British-American magazine publisher

John Christian Freund (November 23, 1848 – June 3, 1924) was a British-American magazine publisher, playwright, and music critic. He founded several magazines, including The Music Trades.

==Early life ==
Freund was born in London, England. He was one of the eight children of the physician Dr. Jonas Charles Hermann Freund and Amelia Louisa (née Rudiger) Freund, a writer on social economics under the name Amelia Lewis. His father was the deputy inspector of hospitals during the Crimean War, a surgeon in the British Army, and the founder and director of the German Hospital in Dalston, London.

In 1868 when he was nineteen years old, Freund attended Exeter College, Oxford where he studied music. He won both the Carpenter Scholarship and the Times (London) Scholarship in open competitions. He did not graduate, leaving after three years when he moved to the United States.

== Career ==
While he was still in college, Freund founded and edited The Dark Blue magazine. The Dark Blue was a literary journal that included essays, illustrations, poems, and stories by Ford Madox Brown, Sydney Colvin, Edward Dowden, W.S. Gilbert, Thomas Hughes, Andrew Lang, William Morris, Dante Gabriel Rossetti, William Michael Rossetti, Simeon Solomon, and A. C. Swinburne. Also while still at university in 1870, Freund wrote and produced a play, The Undergraduate, at the Queens Theatre in London.

Freund emigrated to the United States in 1871, fleeing his creditors after The Dark Blue went bankrupt. In New York City, he worked for trade papers, writing for The Wine and Spirit Gazette. He then founded and served as the editor of The Hat, Cap and Fur Trade Review. He purchased a critical weekly, the Arcadian, becoming its editor.

in 1873, Freund founded a music-specialty newspaper which became The Musical and Dramatic Times. After selling the music newspaper, he spent a year in Colorado and New Mexico. When he returned to New York, he founded the weekly publication Music. This became Music and Drama which was published daily. In late 1884, Freund became a partner in the fledgling The Journalist, generally considered to be the first successful American trade newspaper covering journalism.

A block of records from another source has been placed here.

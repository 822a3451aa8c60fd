//! Core data models used throughout the thesis RAG pipeline.
//!
//! These types represent the corpus files, bibliographic records, passages,
//! and retrieval hits that flow through ingestion and question answering.

use serde::{Deserialize, Serialize};
use std::path::PathBuf;

/// A plain-text thesis file discovered in the corpus directory.
#[derive(Debug, Clone)]
pub struct CorpusFile {
    /// File name, used as the document identifier.
    pub document_id: String,
    pub path: PathBuf,
    /// Modification time in epoch seconds, drives incremental indexing.
    pub mtime: i64,
}

/// Canonical bibliographic record stored alongside every passage.
///
/// Every field is always present; the normalizer fills absent values with
/// empty strings before storage. `subjects` is a comma-joined scalar with
/// the main subject first.
#[derive(Debug, Clone, Default, PartialEq, Eq, Serialize, Deserialize)]
pub struct ThesisMeta {
    pub title: String,
    pub author: String,
    pub degree: String,
    pub publication_year: String,
    pub university: String,
    #[serde(rename = "abstract")]
    pub abstract_text: String,
    pub subjects: String,
    pub call_no: String,
}

/// An overlapping text window of one document, the retrieval unit.
#[derive(Debug, Clone)]
pub struct Passage {
    pub document_id: String,
    pub chunk_index: i64,
    pub text: String,
}

impl Passage {
    /// Globally unique storage id derived from the composite identity.
    pub fn storage_id(&self) -> String {
        format!("{}_chunk_{}", self.document_id, self.chunk_index)
    }
}

/// A nearest-neighbor result: passage, its record, and a dissimilarity
/// score (Euclidean distance, lower = more relevant).
#[derive(Debug, Clone)]
pub struct RetrievalHit {
    pub document_id: String,
    pub chunk_index: i64,
    pub text: String,
    pub meta: ThesisMeta,
    pub distance: f64,
}

/// Entry in the `/search` response document list.
#[derive(Debug, Clone, Serialize)]
pub struct DocumentInfo {
    pub title: String,
    pub author: String,
    pub publication_year: String,
    #[serde(rename = "abstract")]
    pub abstract_text: String,
    pub file: String,
    pub degree: String,
    pub call_no: String,
    pub subjects: String,
    pub university: String,
}

impl DocumentInfo {
    pub fn from_meta(file: &str, meta: &ThesisMeta) -> Self {
        Self {
            title: meta.title.clone(),
            author: meta.author.clone(),
            publication_year: meta.publication_year.clone(),
            abstract_text: meta.abstract_text.clone(),
            file: file.to_string(),
            degree: meta.degree.clone(),
            call_no: meta.call_no.clone(),
            subjects: meta.subjects.clone(),
            university: meta.university.clone(),
        }
    }
}

#[cfg(test)]
mod tests {
    use super::*;

    #[test]
    fn test_storage_id_composite() {
        let passage = Passage {
            document_id: "erosion_study.txt".to_string(),
            chunk_index: 3,
            text: "body".to_string(),
        };
        assert_eq!(passage.storage_id(), "erosion_study.txt_chunk_3");
    }

    #[test]
    fn test_meta_serializes_abstract_key() {
        let meta = ThesisMeta {
            abstract_text: "A study.".to_string(),
            ..Default::default()
        };
        let json = serde_json::to_value(&meta).unwrap();
        assert_eq!(json["abstract"], "A study.");
        assert!(json.get("abstract_text").is_none());
    }
}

His play, True Mobility, was produced in Chicago at the McVicker's Theatre in 1885. He played the leading role. He then joined Frank Mayo's theater company and performed leading roles in several plays through 1887.

Freund was the editor of American Musician from 1887 to 1890. In 1890, he founded The Music Trades with Milton Weil (1871–1935). He edited the Dolgeville Herald in Herkimer County, New York from 1891 to 1893. In 1898, he established and was editor of Musical America and was president of the related Musical America Co. He was also editor of The Piano and Organ Purchaser's Guide, an annual publication.

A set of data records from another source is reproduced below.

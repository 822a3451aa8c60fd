//! # Thesis RAG CLI (`trag`)
//!
//! The `trag` binary drives the whole pipeline: database initialization,
//! corpus ingestion, recovery, one-shot retrieval, and the HTTP server.
//!
//! ## Usage
//!
//! ```bash
//! trag --config ./config/thesis.toml <command>
//! ```
//!
//! ## Commands
//!
//! | Command | Description |
//! |---------|-------------|
//! | `trag init` | Create the SQLite database and run schema migrations |
//! | `trag ingest` | Index new or changed corpus documents |
//! | `trag recover` | Re-embed manifest documents after a vector store reset |
//! | `trag search "<question>"` | One-shot retrieval from the command line |
//! | `trag serve` | Start the HTTP server (recovery check runs first) |

use clap::{Parser, Subcommand};
use std::path::PathBuf;

use thesis_rag::config::load_config;
use thesis_rag::ingest;
use thesis_rag::retrieve;
use thesis_rag::server;
use thesis_rag::store::IndexStore;

/// Thesis RAG CLI — retrieval-augmented question answering over a thesis
/// corpus.
#[derive(Parser)]
#[command(
    name = "trag",
    about = "Thesis RAG — retrieval-augmented question answering for thesis collections",
    version,
    long_about = "Thesis RAG ingests plain-text thesis documents, extracts bibliographic \
    metadata, chunks and embeds the text into a SQLite-backed vector index, and serves \
    cited narrative answers over HTTP."
)]
struct Cli {
    /// Path to configuration file (TOML).
    #[arg(long, global = true, default_value = "./config/thesis.toml")]
    config: PathBuf,

    #[command(subcommand)]
    command: Commands,
}

#[derive(Subcommand)]
enum Commands {
    /// Initialize the database schema.
    ///
    /// Creates the SQLite database file and all required tables
    /// (documents, passages, passage_vectors, manifest). Idempotent.
    Init,

    /// Index new or changed corpus documents.
    ///
    /// Scans the corpus directory, extracts metadata, chunks and embeds
    /// document text, and stores everything in SQLite. Documents whose
    /// manifest entry matches their modification time are skipped without
    /// re-embedding.
    Ingest {
        /// Ignore the manifest — re-index every corpus document.
        #[arg(long)]
        full: bool,

        /// Show file and passage counts without writing to the database.
        #[arg(long)]
        dry_run: bool,

        /// Maximum number of documents to process.
        #[arg(long)]
        limit: Option<usize>,
    },

    /// Re-embed manifest documents after a vector store reset.
    ///
    /// When the vector table is empty but the manifest still lists
    /// documents, every listed document still present in the corpus is
    /// re-chunked, re-embedded, and re-indexed.
    Recover,

    /// One-shot retrieval from the command line.
    Search {
        /// The natural-language question to search for.
        question: String,
    },

    /// Start the HTTP server.
    ///
    /// Runs the recovery check first, then serves `POST /search` and
    /// `GET /health` on the configured bind address.
    Serve,
}

#[tokio::main]
async fn main() {
    let cli = Cli::parse();
    if let Err(e) = run(cli).await {
        eprintln!("Error: {:#}", e);
        std::process::exit(1);
    }
}

async fn run(cli: Cli) -> anyhow::Result<()> {
    let config = load_config(&cli.config)?;

    match cli.command {
        Commands::Init => {
            let store = IndexStore::open(&config).await?;
            store.close().await;
            println!("initialized {}", config.db.path.display());
        }
        Commands::Ingest {
            full,
            dry_run,
            limit,
        } => {
            let store = IndexStore::open(&config).await?;
            ingest::run_ingest(&config, &store, full, dry_run, limit).await?;
            store.close().await;
        }
        Commands::Recover => {
            let store = IndexStore::open(&config).await?;
            let recovered = ingest::run_recovery(&config, &store).await?;
            if recovered == 0 {
                println!("nothing to recover");
            }
            store.close().await;
        }
        Commands::Search { question } => {
            let store = IndexStore::open(&config).await?;
            retrieve::run_search(&config, &store, &question).await?;
            store.close().await;
        }
        Commands::Serve => {
            let store = IndexStore::open(&config).await?;
            if let Err(e) = ingest::run_recovery(&config, &store).await {
                eprintln!("Warning: recovery check failed: {}", e);
            }
            server::run_server(&config, store).await?;
        }
    }

    Ok(())
}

Freund was an investor in The Colored American Magazine, working with Booker T. Washington to control the editorial content and oust editor Pauline Hopkins in 1904.

== Personal life ==
In June 1872, John C Freund married Esther Barton Dewhurst in Chelsea, London, UK (source BDM UK). In 1887, Freund married Florence Smith of Boston, Massachusetts. They had one daughter, Florence Louise (born 1889). They divorced in 1890. He married Anna C. Hughes in 1890. Freud and Anna had two daughters: Annette (born 1896) and Marjorie (born 1904). The family lived at 760 West End Avenue in New York City.

He was a member of the National Geographic Society, National Civic Federation, the Pleiades Club, St. John's Guild, and the West End Association.

Freud died in Mount Vernon, New York in 1924 after a lingering illness.